◆ ASSIGNMENT
Return the records, each one exactly as written.

◆ INPUT DATA
..............................

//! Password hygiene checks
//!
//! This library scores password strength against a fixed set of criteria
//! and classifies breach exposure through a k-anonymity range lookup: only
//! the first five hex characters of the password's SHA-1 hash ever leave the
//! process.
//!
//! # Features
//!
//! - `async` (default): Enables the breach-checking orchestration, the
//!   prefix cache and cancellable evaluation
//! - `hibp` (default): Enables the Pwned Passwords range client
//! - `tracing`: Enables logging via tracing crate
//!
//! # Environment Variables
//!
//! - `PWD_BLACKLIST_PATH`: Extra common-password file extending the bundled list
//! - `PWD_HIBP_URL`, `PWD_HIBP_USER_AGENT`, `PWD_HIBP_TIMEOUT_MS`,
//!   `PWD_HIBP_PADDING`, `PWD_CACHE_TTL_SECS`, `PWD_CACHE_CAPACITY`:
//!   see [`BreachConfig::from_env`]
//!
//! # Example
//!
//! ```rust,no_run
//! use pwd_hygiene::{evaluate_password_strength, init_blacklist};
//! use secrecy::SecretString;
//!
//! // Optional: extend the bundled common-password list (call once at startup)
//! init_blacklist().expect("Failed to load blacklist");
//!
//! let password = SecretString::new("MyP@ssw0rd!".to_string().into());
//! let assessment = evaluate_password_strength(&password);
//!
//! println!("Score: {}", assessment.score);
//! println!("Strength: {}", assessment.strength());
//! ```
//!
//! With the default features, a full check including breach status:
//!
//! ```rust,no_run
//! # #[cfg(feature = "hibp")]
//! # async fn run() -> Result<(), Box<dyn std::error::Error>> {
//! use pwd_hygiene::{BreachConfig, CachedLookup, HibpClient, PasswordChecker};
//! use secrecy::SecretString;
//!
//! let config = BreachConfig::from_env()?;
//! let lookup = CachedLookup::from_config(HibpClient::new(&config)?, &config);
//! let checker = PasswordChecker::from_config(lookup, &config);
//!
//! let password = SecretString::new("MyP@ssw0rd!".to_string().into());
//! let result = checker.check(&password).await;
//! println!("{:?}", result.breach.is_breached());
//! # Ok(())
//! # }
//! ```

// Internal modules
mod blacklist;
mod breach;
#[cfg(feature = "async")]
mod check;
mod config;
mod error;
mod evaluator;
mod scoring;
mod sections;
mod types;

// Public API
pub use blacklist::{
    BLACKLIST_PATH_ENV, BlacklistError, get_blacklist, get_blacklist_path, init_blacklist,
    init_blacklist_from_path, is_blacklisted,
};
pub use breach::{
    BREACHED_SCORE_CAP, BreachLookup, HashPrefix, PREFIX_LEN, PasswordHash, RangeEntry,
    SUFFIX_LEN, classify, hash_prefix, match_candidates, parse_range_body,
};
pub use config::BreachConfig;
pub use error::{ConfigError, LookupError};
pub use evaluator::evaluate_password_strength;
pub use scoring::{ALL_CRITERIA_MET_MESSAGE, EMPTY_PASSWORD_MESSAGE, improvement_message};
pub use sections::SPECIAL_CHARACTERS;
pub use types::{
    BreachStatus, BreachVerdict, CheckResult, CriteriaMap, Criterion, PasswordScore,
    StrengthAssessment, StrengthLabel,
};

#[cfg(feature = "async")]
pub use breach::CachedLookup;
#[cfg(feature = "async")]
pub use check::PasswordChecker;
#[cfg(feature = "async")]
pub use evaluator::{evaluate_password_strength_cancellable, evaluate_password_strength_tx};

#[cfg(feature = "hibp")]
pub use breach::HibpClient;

..............................

◆ FINISHED TASK
//! Password hygiene checks
//!
//! This library scores password strength against a fixed set of criteria
//! and classifies breach exposure through a k-anonymity range lookup: only
//! the first five hex characters of the password's SHA-1 hash ever leave the
//! process.
//!
//! # Features
//!
//! - `async` (default): Enables the breach-checking orchestration, the
//!   prefix cache and cancellable evaluation
//! - `hibp` (default): Enables the Pwned Passwords range client
//! - `tracing`: Enables logging via tracing crate
//!
//! # Environment Variables
//!
//! - `PWD_BLACKLIST_PATH`: Extra common-password file extending the bundled list
//! - `PWD_HIBP_URL`, `PWD_HIBP_USER_AGENT`, `PWD_HIBP_TIMEOUT_MS`,
//!   `PWD_HIBP_PADDING`, `PWD_CACHE_TTL_SECS`, `PWD_CACHE_CAPACITY`:
//!   see [`BreachConfig::from_env`]
//!
//! # Example
//!
//! ```rust,no_run
//! use pwd_hygiene::{evaluate_password_strength, init_blacklist};
//! use secrecy::SecretString;
//!
//! // Optional: extend the bundled common-password list (call once at startup)
//! init_blacklist().expect("Failed to load blacklist");
//!
//! let password = SecretString::new("MyP@ssw0rd!".to_string().into());
//! let assessment = evaluate_password_strength(&password);
//!
//! println!("Score: {}", assessment.score);
//! println!("Strength: {}", assessment.strength());
//! ```
//!
//! With the default features, a full check including breach status:
//!
//! ```rust,no_run
//! # #[cfg(feature = "hibp")]
//! # async fn run() -> Result<(), Box<dyn std::error::Error>> {
//! use pwd_hygiene::{BreachConfig, CachedLookup, HibpClient, PasswordChecker};
//! use secrecy::SecretString;
//!
//! let config = BreachConfig::from_env()?;
//! let lookup = CachedLookup::from_config(HibpClient::new(&config)?, &config);
//! let checker = PasswordChecker::from_config(lookup, &config);
//!
//! let password = SecretString::new("MyP@ssw0rd!".to_string().into());
//! let result = checker.check(&password).await;
//! println!("{:?}", result.breach.is_breached());
//! # Ok(())
//! # }
//! ```

// Internal modules
mod blacklist;
mod breach;
#[cfg(feature = "async")]
mod check;
mod config;
mod error;
mod evaluator;
mod scoring;
mod sections;
mod types;

// Public API
pub use blacklist::{
    BLACKLIST_PATH_ENV, BlacklistError, get_blacklist, get_blacklist_path, init_blacklist,
    init_blacklist_from_path, is_blacklisted,
};
pub use breach::{
    BREACHED_SCORE_CAP, BreachLookup, HashPrefix, PREFIX_LEN, PasswordHash, RangeEntry,
    SUFFIX_LEN, classify, hash_prefix, match_candidates, parse_range_body,
};
pub use config::BreachConfig;
pub use error::{ConfigError, LookupError};
pub use evaluator::evaluate_password_strength;
pub use scoring::{ALL_CRITERIA_MET_MESSAGE, EMPTY_PASSWORD_MESSAGE, improvement_message};
pub use sections::SPECIAL_CHARACTERS;
pub use types::{
    BreachStatus, BreachVerdict, CheckResult, CriteriaMap, Criterion, PasswordScore,
    StrengthAssessment, StrengthLabel,
};

#[cfg(feature = "async")]
pub use breach::CachedLookup;
#[cfg(feature = "async")]
pub use check::PasswordChecker;
#[cfg(feature = "async")]
pub use evaluator::{evaluate_password_strength_cancellable, evaluate_password_strength_tx};

#[cfg(feature = "hibp")]
pub use breach::HibpClient;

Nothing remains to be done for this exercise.